Les techniques de fabrication additive, dont l’impression 3D fait partie, apportent de nouvelles manières d’inventer les objets, notamment de par les formes très complexes qui peuvent désormais être réalisées. Cependant, ce type de conception pose des problèmes particuliers, les détails des formes devant par exemple jusque-là être ajoutés à la main dans les logiciels de conception par ordinateur.

Dans le cadre de son ERC Starting Grant Shapeforge puis son ERC Proof of Concept IceXL, Sylvain Lefebvre, chercheur dans l’équipe-projet commune Inria ALICE, au sein du Laboratoire lorrain de recherche en informatique et ses applications (Loria - CNRS/Université de Lorraine/Inria), travaille sur cette problématique avec l’objectif de mieux exploiter les capacités de l’impression 3D. Pour accompagner les utilisateurs de fabrication additive dans la création de formes compliquées, il souhaite que ce soit l’algorithme qui prenne en charge la complexité de conception, et non l’usager.

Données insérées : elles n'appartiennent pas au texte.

use serde::{Deserialize, Serialize};

use super::value::HostValue;
use crate::catalog::ColumnType;

/// Identity generation mode for integer-family columns
#[derive(Debug, Clone, Copy, PartialEq, Eq, Hash, Serialize, Deserialize)]
#[serde(rename_all = "snake_case")]
pub enum Identity {
    /// `GENERATED ALWAYS AS IDENTITY` - user values are rejected
    Always,
    /// `GENERATED BY DEFAULT AS IDENTITY` - user values are accepted
    ByDefault,
}

impl std::fmt::Display for Identity {
    fn fmt(&self, f: &mut std::fmt::Formatter<'_>) -> std::fmt::Result {
        match self {
            Identity::Always => write!(f, "ALWAYS"),
            Identity::ByDefault => write!(f, "BY DEFAULT"),
        }
    }
}

/// Column default
///
/// A `Value` is formatted by the catalog according to the column type; an
/// `Expression` is raw SQL and passes through unmodified. Defaults read back
/// from the database arrive as expressions.
#[derive(Debug, Clone, PartialEq, Serialize, Deserialize)]
#[serde(tag = "kind", content = "value", rename_all = "snake_case")]
pub enum ColumnDefault {
    Value(HostValue),
    Expression(String),
}

/// A column of a table
#[derive(Debug, Clone, PartialEq, Serialize, Deserialize)]
pub struct Column {
    /// Column name (declared or physical, depending on translation stage)
    pub name: String,

    pub data_type: ColumnType,

    /// Declared `NOT NULL`
    #[serde(default)]
    pub not_null: bool,

    #[serde(default)]
    pub default: Option<ColumnDefault>,

    #[serde(default)]
    pub identity: Option<Identity>,

    /// Previous name when this column is the target of a rename
    #[serde(default)]
    pub renamed_from: Option<String>,
}

impl Column {
    /// Create a nullable column without default
    pub fn new(name: impl Into<String>, data_type: ColumnType) -> Self {
        Self {
            name: name.into(),
            data_type,
            not_null: false,
            default: None,
            identity: None,
            renamed_from: None,
        }
    }

    pub fn not_null(mut self) -> Self {
        self.not_null = true;
        self
    }

    pub fn with_default(mut self, value: impl Into<HostValue>) -> Self {
        self.default = Some(ColumnDefault::Value(value.into()));
        self
    }

    pub fn with_default_expression(mut self, expression: impl Into<String>) -> Self {
        self.default = Some(ColumnDefault::Expression(expression.into()));
        self
    }

    pub fn generated_always_as_identity(mut self) -> Self {
        self.identity = Some(Identity::Always);
        self
    }

    pub fn generated_by_default_as_identity(mut self) -> Self {
        self.identity = Some(Identity::ByDefault);
        self
    }

    pub fn renamed_from(mut self, previous: impl Into<String>) -> Self {
        self.renamed_from = Some(previous.into());
        self
    }

    /// Whether the stored column rejects NULL.
    ///
    /// Primary-key membership, identity and the serial family all imply
    /// `NOT NULL` regardless of the declared flag.
    pub fn effective_not_null(&self, in_primary_key: bool) -> bool {
        self.not_null || in_primary_key || self.identity.is_some() || self.data_type.is_serial()
    }

    /// Whether the column value is filled in by the database when omitted
    pub fn has_implicit_value(&self) -> bool {
        self.default.is_some() || self.identity.is_some() || self.data_type.is_serial()
    }
}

Trois types de contraintes doivent être pris en compte. Tout d’abord les contraintes géométriques, inhérentes au type de fabrication additive. Dans le cas d’une impression 3D, il y a par exemple une épaisseur minimale de dépôt de produit à respecter. De même, l’objet étant fabriqué couche par couche, il n’est pas possible qu’un élément « apparaisse » au milieu de l’objet sans rien au-dessous. Le logiciel de conception doit donc intégrer automatiquement ces paramètres et alerter l’utilisateur en cas d’erreur.
Un autre type de contrainte concerne la structure de l’objet. Quand un projet a beaucoup de détails, il peut devenir difficile de vérifier qu’un objet reste bien entier et ne se décompose pas en morceaux du fait de liaisons trop faibles entre des parties. Une analyse importante doit également être réalisée pour assurer que l’objet une fois imprimé répondra à des caractéristiques physiques particulières pour résister à certaines déformations ou poids exercés.
Enfin, une des spécificités du projet ERC ShapeForge est la prise en compte d’une contrainte esthétique dans la conception, avec une réflexion sur comment définir une forme harmonieuse, ce qui permet des applications concrètes en design d’objet.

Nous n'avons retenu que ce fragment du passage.